Activity —
Could you print each of the records below exactly?

Data shown —
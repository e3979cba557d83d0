use super::{BinOp, Expr, Macro};
use crate::lexer::{Cursor, Tok};
use crate::{Dialect, ExprError, Value};

pub(crate) fn parse(src: &str) -> Result<Expr, ExprError> {
    let mut c = Cursor::new(Dialect::Cel, src)?;
    if c.at_end() {
        return Err(c.error("empty expression"));
    }
    let e = expr(&mut c)?;
    if !c.at_end() {
        return Err(c.error("unexpected trailing input"));
    }
    Ok(e)
}

fn boxed(e: Expr) -> Box<Expr> { Box::new(e) }

fn expr(c: &mut Cursor<'_>) -> Result<Expr, ExprError> {
    let cond = or(c)?;
    if c.eat("?") {
        let then = or(c)?;
        c.expect(":")?;
        let otherwise = expr(c)?;
        return Ok(Expr::Cond(boxed(cond), boxed(then), boxed(otherwise)));
    }
    Ok(cond)
}

fn or(c: &mut Cursor<'_>) -> Result<Expr, ExprError> {
    let mut lhs = and(c)?;
    while c.eat("||") {
        lhs = Expr::Or(boxed(lhs), boxed(and(c)?));
    }
    Ok(lhs)
}

fn and(c: &mut Cursor<'_>) -> Result<Expr, ExprError> {
    let mut lhs = relation(c)?;
    while c.eat("&&") {
        lhs = Expr::And(boxed(lhs), boxed(relation(c)?));
    }
    Ok(lhs)
}

fn relation(c: &mut Cursor<'_>) -> Result<Expr, ExprError> {
    let mut lhs = addition(c)?;
    loop {
        let op = match c.peek() {
            Some(Tok::Punct("==")) => BinOp::Eq,
            Some(Tok::Punct("!=")) => BinOp::Ne,
            Some(Tok::Punct("<")) => BinOp::Lt,
            Some(Tok::Punct("<=")) => BinOp::Le,
            Some(Tok::Punct(">")) => BinOp::Gt,
            Some(Tok::Punct(">=")) => BinOp::Ge,
            Some(Tok::Ident(kw)) if kw == "in" => BinOp::In,
            _ => return Ok(lhs),
        };
        c.bump();
        lhs = Expr::Binary(op, boxed(lhs), boxed(addition(c)?));
    }
}

fn addition(c: &mut Cursor<'_>) -> Result<Expr, ExprError> {
    let mut lhs = multiplication(c)?;
    loop {
        let op = match c.peek() {
            Some(Tok::Punct("+")) => BinOp::Add,
            Some(Tok::Punct("-")) => BinOp::Sub,
            _ => return Ok(lhs),
        };
        c.bump();
        lhs = Expr::Binary(op, boxed(lhs), boxed(multiplication(c)?));
    }
}

fn multiplication(c: &mut Cursor<'_>) -> Result<Expr, ExprError> {
    let mut lhs = unary(c)?;
    loop {
        let op = match c.peek() {
            Some(Tok::Punct("*")) => BinOp::Mul,
            Some(Tok::Punct("/")) => BinOp::Div,
            Some(Tok::Punct("%")) => BinOp::Rem,
            _ => return Ok(lhs),
        };
        c.bump();
        lhs = Expr::Binary(op, boxed(lhs), boxed(unary(c)?));
    }
}

fn unary(c: &mut Cursor<'_>) -> Result<Expr, ExprError> {
    if c.eat("!") {
        return Ok(Expr::Not(boxed(unary(c)?)));
    }
    if c.eat("-") {
        // Negative literals fold into the constant.
        return Ok(match unary(c)? {
            Expr::Lit(Value::Int(i)) => Expr::Lit(Value::Int(-i)),
            Expr::Lit(Value::Float(f)) => Expr::Lit(Value::Float(-f)),
            other => Expr::Neg(boxed(other)),
        });
    }
    member(c)
}

fn member(c: &mut Cursor<'_>) -> Result<Expr, ExprError> {
    let mut e = primary(c)?;
    loop {
        if c.eat(".") {
            let name = ident(c)?;
            if c.eat("(") {
                let args = arguments(c)?;
                e = method(c, e, name, args)?;
            } else {
                e = Expr::Select(boxed(e), name);
            }
        } else if c.eat("[") {
            let idx = expr(c)?;
            c.expect("]")?;
            e = Expr::Index(boxed(e), boxed(idx));
        } else {
            return Ok(e);
        }
    }
}

fn ident(c: &mut Cursor<'_>) -> Result<String, ExprError> {
    match c.peek() {
        Some(Tok::Ident(s)) => {
            let s = s.clone();
            c.bump();
            Ok(s)
        }
        _ => Err(c.error("expected identifier")),
    }
}

// Called after '(' has been consumed.
fn arguments(c: &mut Cursor<'_>) -> Result<Vec<Expr>, ExprError> {
    let mut args = Vec::new();
    if c.eat(")") {
        return Ok(args);
    }
    loop {
        args.push(expr(c)?);
        if c.eat(",") { continue; }
        c.expect(")")?;
        return Ok(args);
    }
}

fn method(c: &Cursor<'_>, target: Expr, name: String, mut args: Vec<Expr>) -> Result<Expr, ExprError> {
    let kind = match name.as_str() {
        "all" => Some(Macro::All),
        "exists" => Some(Macro::Exists),
        "exists_one" => Some(Macro::ExistsOne),
        "filter" => Some(Macro::Filter),
        "map" => Some(Macro::Map),
        _ => None,
    };
    let Some(kind) = kind else {
        return Ok(Expr::Call { target: Some(boxed(target)), name, args });
    };
    if args.len() != 2 {
        return Err(c.error(format!("{}() takes a variable and an expression", name)));
    }
    let body = args.pop().map(boxed);
    let var = match args.pop() {
        Some(Expr::Ident(v)) => v,
        _ => return Err(c.error(format!("first argument of {}() must be a simple identifier", name))),
    };
    let Some(body) = body else {
        return Err(c.error("missing macro body"));
    };
    Ok(Expr::Comprehension { kind, range: boxed(target), var, body })
}

fn primary(c: &mut Cursor<'_>) -> Result<Expr, ExprError> {
    let Some(tok) = c.peek().cloned() else {
        return Err(c.error("expected expression"));
    };
    match tok {
        Tok::Int(i) => {
            c.bump();
            Ok(Expr::Lit(Value::Int(i)))
        }
        Tok::Float(f) => {
            c.bump();
            Ok(Expr::Lit(Value::Float(f)))
        }
        Tok::Str(s) => {
            c.bump();
            Ok(Expr::Lit(Value::String(s)))
        }
        Tok::Punct("(") => {
            c.bump();
            let e = expr(c)?;
            c.expect(")")?;
            Ok(e)
        }
        Tok::Punct("[") => {
            c.bump();
            let mut items = Vec::new();
            if !c.eat("]") {
                loop {
                    items.push(expr(c)?);
                    if c.eat(",") && !c.is_punct("]") { continue; }
                    c.expect("]")?;
                    break;
                }
            }
            Ok(Expr::List(items))
        }
        Tok::Punct("{") => {
            c.bump();
            let mut entries = Vec::new();
            if !c.eat("}") {
                loop {
                    let k = expr(c)?;
                    c.expect(":")?;
                    let v = expr(c)?;
                    entries.push((k, v));
                    if c.eat(",") && !c.is_punct("}") { continue; }
                    c.expect("}")?;
                    break;
                }
            }
            Ok(Expr::Map(entries))
        }
        Tok::Punct(".") => {
            // Leading dot: root-scoped identifier.
            c.bump();
            Ok(Expr::Ident(ident(c)?))
        }
        Tok::Ident(name) => {
            c.bump();
            match name.as_str() {
                "true" => return Ok(Expr::Lit(Value::Bool(true))),
                "false" => return Ok(Expr::Lit(Value::Bool(false))),
                "null" => return Ok(Expr::Lit(Value::Null)),
                "in" => return Err(c.error("unexpected keyword \"in\"")),
                _ => {}
            }
            if !c.eat("(") {
                return Ok(Expr::Ident(name));
            }
            let mut args = arguments(c)?;
            if name == "has" {
                return match (args.pop(), args.is_empty()) {
                    (Some(Expr::Select(target, field)), true) => Ok(Expr::Has(target, field)),
                    _ => Err(c.error("has() requires a single field selection argument")),
                };
            }
            Ok(Expr::Call { target: None, name, args })
        }
        Tok::Punct(_) => Err(c.error("expected expression")),
    }
}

Solution to the exercise —
repository e3979cba557d83d0
use super::{BinOp, Expr, Macro};
use crate::lexer::{Cursor, Tok};
use crate::{Dialect, ExprError, Value};

pub(crate) fn parse(src: &str) -> Result<Expr, ExprError> {
    let mut c = Cursor::new(Dialect::Cel, src)?;
    if c.at_end() {
        return Err(c.error("empty expression"));
    }
    let e = expr(&mut c)?;
    if !c.at_end() {
        return Err(c.error("unexpected trailing input"));
    }
    Ok(e)
}

fn boxed(e: Expr) -> Box<Expr> { Box::new(e) }

fn expr(c: &mut Cursor<'_>) -> Result<Expr, ExprError> {
    let cond = or(c)?;
    if c.eat("?") {
        let then = or(c)?;
        c.expect(":")?;
        let otherwise = expr(c)?;
        return Ok(Expr::Cond(boxed(cond), boxed(then), boxed(otherwise)));
    }
    Ok(cond)
}

fn or(c: &mut Cursor<'_>) -> Result<Expr, ExprError> {
    let mut lhs = and(c)?;
    while c.eat("||") {
        lhs = Expr::Or(boxed(lhs), boxed(and(c)?));
    }
    Ok(lhs)
}

fn and(c: &mut Cursor<'_>) -> Result<Expr, ExprError> {
    let mut lhs = relation(c)?;
    while c.eat("&&") {
        lhs = Expr::And(boxed(lhs), boxed(relation(c)?));
    }
    Ok(lhs)
}

fn relation(c: &mut Cursor<'_>) -> Result<Expr, ExprError> {
    let mut lhs = addition(c)?;
    loop {
        let op = match c.peek() {
            Some(Tok::Punct("==")) => BinOp::Eq,
            Some(Tok::Punct("!=")) => BinOp::Ne,
            Some(Tok::Punct("<")) => BinOp::Lt,
            Some(Tok::Punct("<=")) => BinOp::Le,
            Some(Tok::Punct(">")) => BinOp::Gt,
            Some(Tok::Punct(">=")) => BinOp::Ge,
            Some(Tok::Ident(kw)) if kw == "in" => BinOp::In,
            _ => return Ok(lhs),
        };
        c.bump();
        lhs = Expr::Binary(op, boxed(lhs), boxed(addition(c)?));
    }
}

fn addition(c: &mut Cursor<'_>) -> Result<Expr, ExprError> {
    let mut lhs = multiplication(c)?;
    loop {
        let op = match c.peek() {
            Some(Tok::Punct("+")) => BinOp::Add,
            Some(Tok::Punct("-")) => BinOp::Sub,
            _ => return Ok(lhs),
        };
        c.bump();
        lhs = Expr::Binary(op, boxed(lhs), boxed(multiplication(c)?));
    }
}

fn multiplication(c: &mut Cursor<'_>) -> Result<Expr, ExprError> {
    let mut lhs = unary(c)?;
    loop {
        let op = match c.peek() {
            Some(Tok::Punct("*")) => BinOp::Mul,
            Some(Tok::Punct("/")) => BinOp::Div,
            Some(Tok::Punct("%")) => BinOp::Rem,
            _ => return Ok(lhs),
        };
        c.bump();
        lhs = Expr::Binary(op, boxed(lhs), boxed(unary(c)?));
    }
}

fn unary(c: &mut Cursor<'_>) -> Result<Expr, ExprError> {
    if c.eat("!") {
        return Ok(Expr::Not(boxed(unary(c)?)));
    }
    if c.eat("-") {
        // Negative literals fold into the constant.
        return Ok(match unary(c)? {
            Expr::Lit(Value::Int(i)) => Expr::Lit(Value::Int(-i)),
            Expr::Lit(Value::Float(f)) => Expr::Lit(Value::Float(-f)),
            other => Expr::Neg(boxed(other)),
        });
    }
    member(c)
}

fn member(c: &mut Cursor<'_>) -> Result<Expr, ExprError> {
    let mut e = primary(c)?;
    loop {
        if c.eat(".") {
            let name = ident(c)?;
            if c.eat("(") {
                let args = arguments(c)?;
                e = method(c, e, name, args)?;
            } else {
                e = Expr::Select(boxed(e), name);
            }
        } else if c.eat("[") {
            let idx = expr(c)?;
            c.expect("]")?;
            e = Expr::Index(boxed(e), boxed(idx));
        } else {
            return Ok(e);
        }
    }
}

fn ident(c: &mut Cursor<'_>) -> Result<String, ExprError> {
    match c.peek() {
        Some(Tok::Ident(s)) => {
            let s = s.clone();
            c.bump();
            Ok(s)
        }
        _ => Err(c.error("expected identifier")),
    }
}

// Called after '(' has been consumed.
fn arguments(c: &mut Cursor<'_>) -> Result<Vec<Expr>, ExprError> {
    let mut args = Vec::new();
    if c.eat(")") {
        return Ok(args);
    }
    loop {
        args.push(expr(c)?);
        if c.eat(",") { continue; }
        c.expect(")")?;
        return Ok(args);
    }
}

fn method(c: &Cursor<'_>, target: Expr, name: String, mut args: Vec<Expr>) -> Result<Expr, ExprError> {
    let kind = match name.as_str() {
        "all" => Some(Macro::All),
        "exists" => Some(Macro::Exists),
        "exists_one" => Some(Macro::ExistsOne),
        "filter" => Some(Macro::Filter),
        "map" => Some(Macro::Map),
        _ => None,
    };
    let Some(kind) = kind else {
        return Ok(Expr::Call { target: Some(boxed(target)), name, args });
    };
    if args.len() != 2 {
        return Err(c.error(format!("{}() takes a variable and an expression", name)));
    }
    let body = args.pop().map(boxed);
    let var = match args.pop() {
        Some(Expr::Ident(v)) => v,
        _ => return Err(c.error(format!("first argument of {}() must be a simple identifier", name))),
    };
    let Some(body) = body else {
        return Err(c.error("missing macro body"));
    };
    Ok(Expr::Comprehension { kind, range: boxed(target), var, body })
}

fn primary(c: &mut Cursor<'_>) -> Result<Expr, ExprError> {
    let Some(tok) = c.peek().cloned() else {
        return Err(c.error("expected expression"));
    };
    match tok {
        Tok::Int(i) => {
            c.bump();
            Ok(Expr::Lit(Value::Int(i)))
        }
        Tok::Float(f) => {
            c.bump();
            Ok(Expr::Lit(Value::Float(f)))
        }
        Tok::Str(s) => {
            c.bump();
            Ok(Expr::Lit(Value::String(s)))
        }
        Tok::Punct("(") => {
            c.bump();
            let e = expr(c)?;
            c.expect(")")?;
            Ok(e)
        }
        Tok::Punct("[") => {
            c.bump();
            let mut items = Vec::new();
            if !c.eat("]") {
                loop {
                    items.push(expr(c)?);
                    if c.eat(",") && !c.is_punct("]") { continue; }
                    c.expect("]")?;
                    break;
                }
            }
            Ok(Expr::List(items))
        }
        Tok::Punct("{") => {
            c.bump();
            let mut entries = Vec::new();
            if !c.eat("}") {
                loop {
                    let k = expr(c)?;
                    c.expect(":")?;
                    let v = expr(c)?;
                    entries.push((k, v));
                    if c.eat(",") && !c.is_punct("}") { continue; }
                    c.expect("}")?;
                    break;
                }
            }
            Ok(Expr::Map(entries))
        }
        Tok::Punct(".") => {
            // Leading dot: root-scoped identifier.
            c.bump();
            Ok(Expr::Ident(ident(c)?))
        }
        Tok::Ident(name) => {
            c.bump();
            match name.as_str() {
                "true" => return Ok(Expr::Lit(Value::Bool(true))),
                "false" => return Ok(Expr::Lit(Value::Bool(false))),
                "null" => return Ok(Expr::Lit(Value::Null)),
                "in" => return Err(c.error("unexpected keyword \"in\"")),
                _ => {}
            }
            if !c.eat("(") {
                return Ok(Expr::Ident(name));
            }
            let mut args = arguments(c)?;
            if name == "has" {
                return match (args.pop(), args.is_empty()) {
                    (Some(Expr::Select(target, field)), true) => Ok(Expr::Has(target, field)),
                    _ => Err(c.error("has() requires a single field selection argument")),
                };
            }
            Ok(Expr::Call { target: None, name, args })
        }
        Tok::Punct(_) => Err(c.error("expected expression")),
    }
}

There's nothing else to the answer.